• [What you should do] Retype, word for word, each line between the lines holding "free-text signal lines" and "pub enum OutputKind", inclusive, and leave the rest of the data alone.

-- Input for this task follows --

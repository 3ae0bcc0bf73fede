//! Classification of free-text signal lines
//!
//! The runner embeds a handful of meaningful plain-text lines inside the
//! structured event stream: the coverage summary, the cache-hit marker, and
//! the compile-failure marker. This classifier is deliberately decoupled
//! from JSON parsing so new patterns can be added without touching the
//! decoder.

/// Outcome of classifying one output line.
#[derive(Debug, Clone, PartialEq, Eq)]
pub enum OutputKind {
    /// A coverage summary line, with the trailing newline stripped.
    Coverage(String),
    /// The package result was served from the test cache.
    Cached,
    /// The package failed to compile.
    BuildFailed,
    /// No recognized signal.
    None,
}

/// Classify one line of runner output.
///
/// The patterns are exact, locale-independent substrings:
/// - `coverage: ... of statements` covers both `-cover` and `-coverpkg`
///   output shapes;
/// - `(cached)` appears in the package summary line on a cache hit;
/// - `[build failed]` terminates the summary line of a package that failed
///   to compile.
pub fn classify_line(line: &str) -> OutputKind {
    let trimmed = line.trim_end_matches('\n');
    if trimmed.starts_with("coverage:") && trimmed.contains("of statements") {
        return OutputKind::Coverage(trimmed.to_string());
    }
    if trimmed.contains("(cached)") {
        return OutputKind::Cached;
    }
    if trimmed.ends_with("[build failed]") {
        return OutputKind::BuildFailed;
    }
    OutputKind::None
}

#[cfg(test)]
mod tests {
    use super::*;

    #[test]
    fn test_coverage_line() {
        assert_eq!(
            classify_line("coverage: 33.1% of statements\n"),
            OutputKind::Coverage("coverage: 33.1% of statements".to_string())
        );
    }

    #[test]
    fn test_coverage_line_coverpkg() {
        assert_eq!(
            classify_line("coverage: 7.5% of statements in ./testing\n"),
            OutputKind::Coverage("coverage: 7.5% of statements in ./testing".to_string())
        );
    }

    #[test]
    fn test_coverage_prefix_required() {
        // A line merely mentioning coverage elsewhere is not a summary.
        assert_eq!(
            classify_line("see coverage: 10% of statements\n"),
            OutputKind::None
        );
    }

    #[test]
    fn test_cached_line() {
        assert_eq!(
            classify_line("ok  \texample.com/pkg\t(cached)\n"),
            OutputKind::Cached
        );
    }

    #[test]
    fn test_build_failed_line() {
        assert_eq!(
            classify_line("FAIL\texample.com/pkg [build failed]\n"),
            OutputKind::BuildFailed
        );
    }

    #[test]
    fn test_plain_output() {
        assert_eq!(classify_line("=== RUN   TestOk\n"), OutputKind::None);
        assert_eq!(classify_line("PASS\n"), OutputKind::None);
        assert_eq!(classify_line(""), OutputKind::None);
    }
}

-- Input for this task concluded --
-- Input for this task follows --

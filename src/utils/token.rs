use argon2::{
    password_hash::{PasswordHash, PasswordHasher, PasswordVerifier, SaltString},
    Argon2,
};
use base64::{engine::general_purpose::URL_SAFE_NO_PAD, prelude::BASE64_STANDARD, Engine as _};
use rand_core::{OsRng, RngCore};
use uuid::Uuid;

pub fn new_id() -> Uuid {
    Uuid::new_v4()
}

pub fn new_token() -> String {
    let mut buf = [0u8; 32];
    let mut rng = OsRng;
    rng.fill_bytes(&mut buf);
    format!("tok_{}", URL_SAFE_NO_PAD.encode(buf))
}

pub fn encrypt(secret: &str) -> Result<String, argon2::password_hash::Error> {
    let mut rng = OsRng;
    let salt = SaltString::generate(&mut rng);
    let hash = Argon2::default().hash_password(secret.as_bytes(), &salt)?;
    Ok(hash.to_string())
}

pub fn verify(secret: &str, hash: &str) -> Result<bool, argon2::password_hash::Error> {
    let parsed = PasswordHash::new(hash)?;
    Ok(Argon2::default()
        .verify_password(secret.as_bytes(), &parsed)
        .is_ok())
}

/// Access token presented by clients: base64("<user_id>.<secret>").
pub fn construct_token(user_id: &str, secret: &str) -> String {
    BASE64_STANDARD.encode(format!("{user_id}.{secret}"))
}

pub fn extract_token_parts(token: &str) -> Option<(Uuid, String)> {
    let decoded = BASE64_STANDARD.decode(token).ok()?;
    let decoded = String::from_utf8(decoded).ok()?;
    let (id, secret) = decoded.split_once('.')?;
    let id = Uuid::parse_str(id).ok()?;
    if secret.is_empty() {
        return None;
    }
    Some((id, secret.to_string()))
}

-- Input for this task concluded --
-- Input for this task follows --

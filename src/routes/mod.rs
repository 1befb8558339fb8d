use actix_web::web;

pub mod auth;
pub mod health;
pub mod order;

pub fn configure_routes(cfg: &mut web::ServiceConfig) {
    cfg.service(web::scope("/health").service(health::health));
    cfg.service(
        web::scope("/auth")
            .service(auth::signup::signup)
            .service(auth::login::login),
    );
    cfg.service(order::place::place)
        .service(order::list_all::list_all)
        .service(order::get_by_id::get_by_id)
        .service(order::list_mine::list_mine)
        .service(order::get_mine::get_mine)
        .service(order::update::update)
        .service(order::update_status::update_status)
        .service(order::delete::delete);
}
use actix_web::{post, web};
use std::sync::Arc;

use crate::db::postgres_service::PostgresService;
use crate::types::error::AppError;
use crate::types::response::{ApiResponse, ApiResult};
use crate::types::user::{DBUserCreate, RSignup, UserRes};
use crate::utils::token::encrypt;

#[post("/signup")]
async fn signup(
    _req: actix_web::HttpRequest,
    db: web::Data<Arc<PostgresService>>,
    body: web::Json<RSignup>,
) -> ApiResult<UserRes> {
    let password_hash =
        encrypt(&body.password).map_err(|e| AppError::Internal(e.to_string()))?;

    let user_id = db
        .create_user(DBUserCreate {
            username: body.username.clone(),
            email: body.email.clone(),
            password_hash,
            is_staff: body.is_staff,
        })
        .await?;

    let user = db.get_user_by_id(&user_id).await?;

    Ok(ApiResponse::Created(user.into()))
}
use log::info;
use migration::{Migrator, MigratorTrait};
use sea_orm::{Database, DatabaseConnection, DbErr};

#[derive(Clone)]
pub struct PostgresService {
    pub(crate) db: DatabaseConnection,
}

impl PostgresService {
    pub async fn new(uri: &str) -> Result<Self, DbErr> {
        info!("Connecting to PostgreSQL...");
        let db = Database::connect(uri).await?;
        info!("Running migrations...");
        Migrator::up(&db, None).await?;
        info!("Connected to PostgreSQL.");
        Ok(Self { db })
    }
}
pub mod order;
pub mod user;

-- Input for this task concluded --

• [Solution to this problem]
//! Classification of free-text signal lines
//!
//! The runner embeds a handful of meaningful plain-text lines inside the
//! structured event stream: the coverage summary, the cache-hit marker, and
//! the compile-failure marker. This classifier is deliberately decoupled
//! from JSON parsing so new patterns can be added without touching the
//! decoder.

/// Outcome of classifying one output line.
#[derive(Debug, Clone, PartialEq, Eq)]
pub enum OutputKind {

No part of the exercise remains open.